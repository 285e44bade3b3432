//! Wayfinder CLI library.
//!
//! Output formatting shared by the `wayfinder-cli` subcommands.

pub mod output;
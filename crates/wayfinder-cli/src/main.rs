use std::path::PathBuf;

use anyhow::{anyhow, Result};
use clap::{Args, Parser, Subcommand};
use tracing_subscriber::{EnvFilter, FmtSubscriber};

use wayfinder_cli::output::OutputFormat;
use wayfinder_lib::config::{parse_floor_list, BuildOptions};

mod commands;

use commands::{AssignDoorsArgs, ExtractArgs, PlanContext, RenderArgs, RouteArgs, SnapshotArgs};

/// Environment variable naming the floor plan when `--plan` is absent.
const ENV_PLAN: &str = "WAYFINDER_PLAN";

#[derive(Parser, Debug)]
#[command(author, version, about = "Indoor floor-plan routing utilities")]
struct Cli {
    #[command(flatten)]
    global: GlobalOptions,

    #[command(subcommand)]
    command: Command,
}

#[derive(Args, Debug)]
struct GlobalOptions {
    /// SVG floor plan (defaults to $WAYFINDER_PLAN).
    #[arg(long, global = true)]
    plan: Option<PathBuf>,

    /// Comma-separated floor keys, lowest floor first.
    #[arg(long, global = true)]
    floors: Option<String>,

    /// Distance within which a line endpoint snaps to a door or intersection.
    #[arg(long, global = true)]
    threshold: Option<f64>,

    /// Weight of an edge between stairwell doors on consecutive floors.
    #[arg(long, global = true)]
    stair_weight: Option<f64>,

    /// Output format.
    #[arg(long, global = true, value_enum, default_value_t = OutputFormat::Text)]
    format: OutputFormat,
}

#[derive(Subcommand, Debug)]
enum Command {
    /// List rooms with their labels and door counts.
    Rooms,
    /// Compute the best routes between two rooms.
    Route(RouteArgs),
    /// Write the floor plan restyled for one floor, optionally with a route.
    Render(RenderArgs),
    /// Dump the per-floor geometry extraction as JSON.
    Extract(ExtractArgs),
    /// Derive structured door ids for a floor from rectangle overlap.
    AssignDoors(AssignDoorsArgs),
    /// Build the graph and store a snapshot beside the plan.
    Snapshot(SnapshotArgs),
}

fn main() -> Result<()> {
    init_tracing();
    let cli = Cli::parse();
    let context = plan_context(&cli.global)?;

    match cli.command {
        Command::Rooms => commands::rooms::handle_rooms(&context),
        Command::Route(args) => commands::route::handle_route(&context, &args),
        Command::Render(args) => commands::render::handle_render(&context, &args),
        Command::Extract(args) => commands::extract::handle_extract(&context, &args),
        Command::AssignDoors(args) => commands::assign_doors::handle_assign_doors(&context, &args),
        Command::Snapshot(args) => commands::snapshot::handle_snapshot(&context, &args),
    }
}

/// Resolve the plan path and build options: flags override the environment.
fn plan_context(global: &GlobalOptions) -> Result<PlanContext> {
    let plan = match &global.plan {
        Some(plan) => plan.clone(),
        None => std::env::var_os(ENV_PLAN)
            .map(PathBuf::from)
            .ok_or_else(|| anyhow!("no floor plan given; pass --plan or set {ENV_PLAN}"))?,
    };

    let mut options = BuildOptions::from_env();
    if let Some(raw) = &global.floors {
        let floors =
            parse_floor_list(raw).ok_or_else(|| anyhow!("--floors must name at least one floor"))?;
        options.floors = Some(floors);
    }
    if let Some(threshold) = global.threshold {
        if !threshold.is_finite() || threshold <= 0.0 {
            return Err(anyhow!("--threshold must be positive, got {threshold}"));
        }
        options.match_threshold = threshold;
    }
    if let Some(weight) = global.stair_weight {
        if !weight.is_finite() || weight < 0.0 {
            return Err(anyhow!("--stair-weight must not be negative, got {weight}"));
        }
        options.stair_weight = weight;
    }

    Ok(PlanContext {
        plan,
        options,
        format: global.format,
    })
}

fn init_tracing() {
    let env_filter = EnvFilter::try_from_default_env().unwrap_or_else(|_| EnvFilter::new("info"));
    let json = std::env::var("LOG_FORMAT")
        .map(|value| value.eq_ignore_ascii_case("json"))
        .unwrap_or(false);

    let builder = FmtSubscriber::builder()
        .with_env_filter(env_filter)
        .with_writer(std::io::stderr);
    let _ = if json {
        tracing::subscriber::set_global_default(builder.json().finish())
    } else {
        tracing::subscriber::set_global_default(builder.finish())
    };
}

* _What is needed_:
Word for word, extract all the records.

* _Your response_:
repository 285e44bade3b3432
//! Wayfinder CLI library.
//!
//! Output formatting shared by the `wayfinder-cli` subcommands.

pub mod output;
filename crates/wayfinder-cli/src/main.rs
use std::path::PathBuf;

use anyhow::{anyhow, Result};
use clap::{Args, Parser, Subcommand};
use tracing_subscriber::{EnvFilter, FmtSubscriber};

use wayfinder_cli::output::OutputFormat;
use wayfinder_lib::config::{parse_floor_list, BuildOptions};

mod commands;

use commands::{AssignDoorsArgs, ExtractArgs, PlanContext, RenderArgs, RouteArgs, SnapshotArgs};

/// Environment variable naming the floor plan when `--plan` is absent.
const ENV_PLAN: &str = "WAYFINDER_PLAN";

#[derive(Parser, Debug)]
#[command(author, version, about = "Indoor floor-plan routing utilities")]
struct Cli {
    #[command(flatten)]
    global: GlobalOptions,

    #[command(subcommand)]
    command: Command,
}

#[derive(Args, Debug)]
struct GlobalOptions {
    /// SVG floor plan (defaults to $WAYFINDER_PLAN).
    #[arg(long, global = true)]
    plan: Option<PathBuf>,

    /// Comma-separated floor keys, lowest floor first.
    #[arg(long, global = true)]
    floors: Option<String>,

    /// Distance within which a line endpoint snaps to a door or intersection.
    #[arg(long, global = true)]
    threshold: Option<f64>,

    /// Weight of an edge between stairwell doors on consecutive floors.
    #[arg(long, global = true)]
    stair_weight: Option<f64>,

    /// Output format.
    #[arg(long, global = true, value_enum, default_value_t = OutputFormat::Text)]
    format: OutputFormat,
}

#[derive(Subcommand, Debug)]
enum Command {
    /// List rooms with their labels and door counts.
    Rooms,
    /// Compute the best routes between two rooms.
    Route(RouteArgs),
    /// Write the floor plan restyled for one floor, optionally with a route.
    Render(RenderArgs),
    /// Dump the per-floor geometry extraction as JSON.
    Extract(ExtractArgs),
    /// Derive structured door ids for a floor from rectangle overlap.
    AssignDoors(AssignDoorsArgs),
    /// Build the graph and store a snapshot beside the plan.
    Snapshot(SnapshotArgs),
}

fn main() -> Result<()> {
    init_tracing();
    let cli = Cli::parse();
    let context = plan_context(&cli.global)?;

    match cli.command {
        Command::Rooms => commands::rooms::handle_rooms(&context),
        Command::Route(args) => commands::route::handle_route(&context, &args),
        Command::Render(args) => commands::render::handle_render(&context, &args),
        Command::Extract(args) => commands::extract::handle_extract(&context, &args),
        Command::AssignDoors(args) => commands::assign_doors::handle_assign_doors(&context, &args),
        Command::Snapshot(args) => commands::snapshot::handle_snapshot(&context, &args),
    }
}

/// Resolve the plan path and build options: flags override the environment.
fn plan_context(global: &GlobalOptions) -> Result<PlanContext> {
    let plan = match &global.plan {
        Some(plan) => plan.clone(),
        None => std::env::var_os(ENV_PLAN)
            .map(PathBuf::from)
            .ok_or_else(|| anyhow!("no floor plan given; pass --plan or set {ENV_PLAN}"))?,
    };

    let mut options = BuildOptions::from_env();
    if let Some(raw) = &global.floors {
        let floors =
            parse_floor_list(raw).ok_or_else(|| anyhow!("--floors must name at least one floor"))?;
        options.floors = Some(floors);
    }
    if let Some(threshold) = global.threshold {
        if !threshold.is_finite() || threshold <= 0.0 {
            return Err(anyhow!("--threshold must be positive, got {threshold}"));
        }
        options.match_threshold = threshold;
    }
    if let Some(weight) = global.stair_weight {
        if !weight.is_finite() || weight < 0.0 {
            return Err(anyhow!("--stair-weight must not be negative, got {weight}"));
        }
        options.stair_weight = weight;
    }

    Ok(PlanContext {
        plan,
        options,
        format: global.format,
    })
}

fn init_tracing() {
    let env_filter = EnvFilter::try_from_default_env().unwrap_or_else(|_| EnvFilter::new("info"));
    let json = std::env::var("LOG_FORMAT")
        .map(|value| value.eq_ignore_ascii_case("json"))
        .unwrap_or(false);

    let builder = FmtSubscriber::builder()
        .with_env_filter(env_filter)
        .with_writer(std::io::stderr);
    let _ = if json {
        tracing::subscriber::set_global_default(builder.json().finish())
    } else {
        tracing::subscriber::set_global_default(builder.finish())
    };
}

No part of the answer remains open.